Ausgleichen, Minderheiten Sorge tragen: Das wurde Konrad Graber quasi in die Wiege gelegt. Der CVP-Ständerat erzählt von einer Art politischem Erweckungserlebnis. Was sein Vater, auch er ein CVP-Mann, in einer FDP-Gemeinde erleben musste: «Er wuchs mit sechs Brüdern auf und kam in eine liberale Gemeinde. Man wollte ihm einen Bauernhof nicht verkaufen, weil man sich vor sieben CVP-Stimmen fürchtete.»
Als CVP-Familie, minorisiert in einem FDP-Umfeld: Das habe ihn geprägt. Vielleicht auch deshalb sucht Graber den Ausgleich. Bei der Rentenreform, die das Stimmvolk ablehnte, schnürte der 60-Jährige an einem Paket mit, das 70 Franken mehr AHV vorsah.
Er ist ein sehr starker Politiker, der zielorientiert arbeitet und grossen Gestaltungswillen hat – auch wenn er die Öffentlichkeit eher scheut.
Die Verknüpfung von Unternehmenssteuerreform und zwei Zusatzmilliarden für die AHV prägte er zuvorderst mit. Für die Linke machte er schwer verdauliche Kost so bekömmlicher. SP-Präsident Christian Levrat sagt über Graber: «Er ist ein sehr starker Politiker, der zielorientiert arbeitet und grossen Gestaltungswillen hat – auch wenn er die Öffentlichkeit eher scheut.»
Graber ist unaufgeregt und arbeitet im Hintergrund. Das ist was zählt, und das macht ihn aus.
Von Graber habe er lernen können, sagt sein Luzerner Standeskollege, der 34-jährige FDP-Ständerat Damian Müller. Er wisse, wo die Fäden im Bundeshaus zusammenliefen: «Er ist unaufgeregt, arbeitet im Hintergrund. Das ist was zählt, und das macht ihn aus.»
Graber: der stille Schaffer. So still, dass er im Vergleich zu den grelleren Figuren im Bundeshaus manchmal geradezu trocken wirkt. Auch das machte ihn letzten Sommer zu einem der Favoriten in der CVP als möglicher Bundesrat. Bis er den Spekulationen ein Ende setzte, indem er seinen Rücktritt aus der Politik ankündigte.
Graber selber sagt: «Klamauk ist nicht meine Sache. Wir sind gewählt, um Lösungen zu finden.» Beim Steuer-AHV-Paket vermische Graber aber Dinge, die nicht zusammengehörten, werfen ihm seine Kritiker vor.
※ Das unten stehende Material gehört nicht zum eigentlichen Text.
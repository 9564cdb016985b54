//! Atlas Gateway - Voice country-guessing gateway
//!
//! Clients stream raw audio over a WebSocket; the gateway transcribes it,
//! scans the resulting word stream for country names (canonical names plus
//! aliases), and reports each country exactly once per session.
//!
//! # Architecture
//!
//! ```text
//! ┌──────────────────────────────────────────────────┐
//! │                  WebSocket client                 │
//! │        audio frames in  │  guess events out       │
//! └───────────┬─────────────┴──────────▲─────────────┘
//!             │                        │
//! ┌───────────▼────────────────────────┴─────────────┐
//! │              Session (per connection)             │
//! │  producer: audio → STT → token buffer             │
//! │  consumer: buffer → pattern index → dedup → emit  │
//! └───────────┬──────────────────────────────────────┘
//!             │ shared, read-only
//! ┌───────────▼──────────────────────────────────────┐
//! │     PatternIndex (compiled once at startup)       │
//! └──────────────────────────────────────────────────┘
//! ```

pub mod api;
pub mod config;
pub mod error;
pub mod matcher;
pub mod session;
pub mod stream;
pub mod transcribe;
pub mod vocab;

pub use config::{Config, EngineConfig, SttConfig};
pub use error::{Error, Result};
pub use matcher::match_tick;
pub use session::{Session, SessionState, SharedSession};
pub use stream::TokenBuffer;
pub use transcribe::{Transcriber, WhisperStt};
pub use vocab::{MatchOccurrence, PatternIndex, Vocabulary};
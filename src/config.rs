//! Configuration for the Atlas gateway

use std::path::PathBuf;
use std::time::Duration;

use crate::stream::DEFAULT_CAPACITY;

/// Gateway configuration assembled from the CLI at startup
#[derive(Debug, Clone)]
pub struct Config {
    /// Path to the two-section vocabulary file
    pub vocab_path: PathBuf,

    /// Port to listen on
    pub port: u16,

    /// Per-session engine tuning
    pub engine: EngineConfig,

    /// Speech-to-text settings
    pub stt: SttConfig,
}

/// Per-session recognition engine tuning
#[derive(Debug, Clone)]
pub struct EngineConfig {
    /// Word capacity of each session's token buffer
    pub buffer_capacity: usize,

    /// How often the producer drains accumulated audio for transcription
    pub transcribe_interval: Duration,

    /// How often the consumer re-scans the token buffer
    pub match_interval: Duration,
}

impl Default for EngineConfig {
    fn default() -> Self {
        Self {
            buffer_capacity: DEFAULT_CAPACITY,
            transcribe_interval: Duration::from_secs(1),
            match_interval: Duration::from_millis(500),
        }
    }
}

/// Speech-to-text settings
#[derive(Debug, Clone)]
pub struct SttConfig {
    /// API key for the transcription service
    pub api_key: String,

    /// STT model identifier (e.g. "whisper-1")
    pub model: String,
}
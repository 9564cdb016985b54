//! HTTP surface for the Atlas gateway

pub mod websocket;

use std::sync::Arc;

use axum::extract::State;
use axum::response::Html;
use axum::routing::get;
use axum::{Json, Router};
use tokio::net::TcpListener;
use tower_http::cors::{Any, CorsLayer};
use tower_http::trace::TraceLayer;

use crate::Result;
use crate::config::EngineConfig;
use crate::transcribe::Transcriber;
use crate::vocab::PatternIndex;

/// Demo page served at `/`
const DEMO_PAGE: &str = include_str!("../../static/index.html");

/// Shared state for all handlers
///
/// The pattern index is compiled once at startup and shared read-only with
/// every session; nothing here mutates after construction.
pub struct AppState {
    pub index: Arc<PatternIndex>,
    pub transcriber: Arc<dyn Transcriber>,
    pub engine: EngineConfig,
}

/// Build the gateway router
pub fn router(state: Arc<AppState>) -> Router {
    Router::new()
        .route("/", get(demo_page))
        .route("/health", get(health))
        .with_state(Arc::clone(&state))
        .merge(websocket::router(state))
        .layer(TraceLayer::new_for_http())
        .layer(CorsLayer::new().allow_origin(Any))
}

/// Bind and serve until the process is stopped
///
/// # Errors
///
/// Returns an error if the listener cannot bind or the server fails.
pub async fn serve(state: Arc<AppState>, port: u16) -> Result<()> {
    let listener = TcpListener::bind(("0.0.0.0", port)).await?;
    tracing::info!(port, "listening");
    axum::serve(listener, router(state)).await?;
    Ok(())
}

/// Serve the embedded demo page
async fn demo_page() -> Html<&'static str> {
    Html(DEMO_PAGE)
}

/// Liveness probe with vocabulary size
async fn health(State(state): State<Arc<AppState>>) -> Json<serde_json::Value> {
    Json(serde_json::json!({
        "status": "ok",
        "patterns": state.index.len(),
    }))
}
Der ausgebildete Mediator erklärt, er vergrössere die Verhandlungsmasse: «Wenn man sieht, dass man mit Einzelmassnahmen nicht weiterkommt, muss man den Kuchen grösser machen – nicht nur finanziell.»
Der Ständerat reagiert damit auf Kritiker von rechts, die ihm vorwerfen: ‹Wenn Graber grosse Kuchen backe, werde es teuer.› Graber erinnert: Zur Rentenreform hätten nicht nur 70 Franken mehr AHV gehört, sondern auch ein höheres Rentenalter für die Frauen. Was das Steuer-AHV-Paket angehe: Zusatzmilliarden für die AHV brauche es sowieso.
Graber steht für die Interessen der Wirtschaft ein – als Verwaltungsrat einer grossen Wirtschaftsprüfungs- und Treuhandgesellschaft und als Präsident beim Milchkonzern Emmi. Letzteres bringt ihm gemäss aktuellem Vergütungsbericht 270'000 Franken pro Jahr ein.
Kritische Einwände nach seiner Unabhängigkeit pariert Graber routiniert mit dem Verweis aufs Milizsystem: Schweizer Politiker gingen in der Regel einem Beruf nach. Zu bedauern sei eher das Gegenteil: dass es immer mehr Berufspolitiker gebe.
Ein Ständerat muss schauen, dass er nicht ein kleiner Nationalrat wird.
Ohnehin freut er sich nicht über alle Veränderungen, wenn er seine zwölf Jahre im Rat Revue passieren lässt: «Am Anfang ging es viel stärker um die Sache als heute. Ein Ständerat muss schauen, dass er nicht ein kleiner Nationalrat wird. Es wird auch in der kleinen Kammer politischer.»
Graber wird bald als Zuschauer verfolgen, wie es weitergeht. Mit Wehmut, wie er sagt. Aber nun sei die nächste Generation dran. Er will kein Sesselkleber sein: «Selbstverständlich hätte ich noch vier Jahre anhängen können. Der Mehrwert wäre aber klein – für mich und das Land.»